In this tutorial, you'll learn how us the SDK to:
- Grant the required rights to work programmatically with Microsoft Purview
- Register a Blob Storage container as a data source in Microsoft Purview
- Define and run a scan
- Search the catalog
- Delete a data source
Prerequisites
For this tutorial, you'll need:
- Python 3.6 or higher
- An active Azure Subscription. If you don't have one, you can create one for free.
- A Microsoft Entra tenant associated with your subscription.
- An Azure Storage account. If you don't already have one, you can follow our quickstart guide to create one.
- A Microsoft Purview account. If you don't already have one, you can follow our quickstart guide to create one.
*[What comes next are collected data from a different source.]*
//! Live state that the structural pass cannot carry by itself.
//!
//! Parking a node in the detached pantry, or rebuilding it from scratch,
//! drops interaction state. Before mutating anything we snapshot what is
//! needed (control state of persistent-looking ids for two-pass mode, the
//! focused text control and its selection) and replay it onto the final
//! nodes afterwards.

use crate::config::MorphOptions;
use crate::error::MorphError;
use dom::{ControlState, Document, NodeId, SelectionRange};
use std::collections::HashMap;

#[derive(Clone, Debug)]
struct CapturedControl {
    id: String,
    tag: String,
    node: NodeId,
    state: ControlState,
}

#[derive(Clone, Debug)]
struct FocusMemo {
    id: String,
    node: NodeId,
    selection: Option<SelectionRange>,
}

#[derive(Clone, Debug, Default)]
pub(crate) struct StateSnapshot {
    captured: Vec<CapturedControl>,
    focus: Option<FocusMemo>,
}

/// Ids that occur exactly once in `scope` (inclusive), with their element.
fn unique_ids(doc: &Document, scope: NodeId) -> HashMap<&str, Option<NodeId>> {
    let mut seen: HashMap<&str, Option<NodeId>> = HashMap::new();
    for node in doc.inclusive_descendants(scope) {
        if let Some(id) = doc.element_id(node) {
            seen.entry(id)
                .and_modify(|slot| *slot = None)
                .or_insert(Some(node));
        }
    }
    seen
}

/// The single element carrying `id` below any of `roots`, if exactly one does.
fn sole_element(doc: &Document, roots: &[NodeId], id: &str) -> Option<NodeId> {
    let mut found = roots.iter().flat_map(|root| doc.elements_with_id(*root, id));
    let first = found.next()?;
    match found.next() {
        Some(_) => None,
        None => Some(first),
    }
}

impl StateSnapshot {
    pub(crate) fn capture(
        doc: &Document,
        target: NodeId,
        container: NodeId,
        options: &MorphOptions,
    ) -> Self {
        let mut snapshot = Self::default();

        if options.two_pass {
            let incoming = unique_ids(doc, container);
            for (id, node) in unique_ids(doc, target) {
                let (Some(node), Some(Some(_))) = (node, incoming.get(id)) else {
                    continue;
                };
                let Some(state) = doc.control_state(node) else {
                    continue;
                };
                if *state == ControlState::default() {
                    continue;
                }
                snapshot.captured.push(CapturedControl {
                    id: id.to_string(),
                    tag: doc.tag_name(node).unwrap_or_default().to_string(),
                    node,
                    state: state.clone(),
                });
            }
            log::debug!(
                target: "morph.state",
                "captured control state of {} elements",
                snapshot.captured.len()
            );
        }

        if options.restore_focus
            && let Some(active) = doc.active_element()
            && doc.is_text_control(active)
            && let Some(id) = doc.element_id(active)
        {
            snapshot.focus = Some(FocusMemo {
                id: id.to_string(),
                node: active,
                selection: doc.selection_range(active),
            });
        }
        snapshot
    }

    /// Replay captured state onto the elements now under `roots`.
    pub(crate) fn restore(
        &self,
        doc: &mut Document,
        roots: &[NodeId],
        options: &MorphOptions,
    ) -> Result<(), MorphError> {
        for captured in &self.captured {
            let Some(node) = sole_element(doc, roots, &captured.id) else {
                log::trace!(target: "morph.state", "`{}` not uniquely present", captured.id);
                continue;
            };
            if doc.tag_name(node) != Some(captured.tag.as_str()) {
                continue;
            }
            let state = &captured.state;
            if state.indeterminate {
                doc.set_indeterminate(node, true)?;
            }
            if let Some(range) = state.selection
                && doc.selection_range(node).is_none()
                && doc.is_text_control(node)
            {
                doc.set_selection_range(node, range)?;
            }
            if node != captured.node && !options.sync_input_value {
                if let Some(value) = &state.value {
                    doc.set_value(node, value)?;
                }
                if let Some(checked) = state.checked {
                    doc.set_checked(node, checked)?;
                }
                if let Some(selected) = state.selected {
                    doc.set_selected(node, selected)?;
                }
            }
        }

        if let Some(memo) = &self.focus {
            let active = doc.active_element();
            if active != Some(memo.node)
                && active.and_then(|node| doc.element_id(node)) != Some(memo.id.as_str())
                && let Some(node) = sole_element(doc, roots, &memo.id)
                && doc.focus(node)
            {
                log::debug!(target: "morph.state", "focus restored to `{}`", memo.id);
                if let Some(range) = memo.selection
                    && doc.selection_range(node).is_none()
                    && doc.is_text_control(node)
                {
                    doc.set_selection_range(node, range)?;
                }
            }
        }
        Ok(())
    }
}

/// Drop whatever is still parked; it was never removed from the caller's
/// point of view, so no hooks fire. The pantry itself goes back to the arena.
pub(crate) fn discard_pantry(doc: &mut Document, pantry: NodeId) -> Result<(), MorphError> {
    let leftovers: Vec<NodeId> = doc.children(pantry).collect();
    if !leftovers.is_empty() {
        log::debug!(target: "morph.state", "dropping {} parked nodes", leftovers.len());
    }
    for node in leftovers {
        doc.detach(node);
    }
    doc.release(pantry)?;
    Ok(())
}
- A service principal with a client secret.
Important
For these scripts your endpoint value will be different depending on which Microsoft Purview portal you are using. Endpoint for the classic Microsoft Purview governance portal: purview.azure.com/ Endpoint for the New Microsoft Purview portal: purview.microsoft.com/
So if you're using the new portal, your endpoint value will be something like: "https://consotopurview.scan.purview.microsoft.com"
Give Microsoft Purview access to the Storage account
Before being able to scan the content of the Storage account, you need to give Microsoft Purview the right role.
Go to your Storage Account through the Azure portal.
Select Access Control (IAM).
Select the Add button and select Add role assignment.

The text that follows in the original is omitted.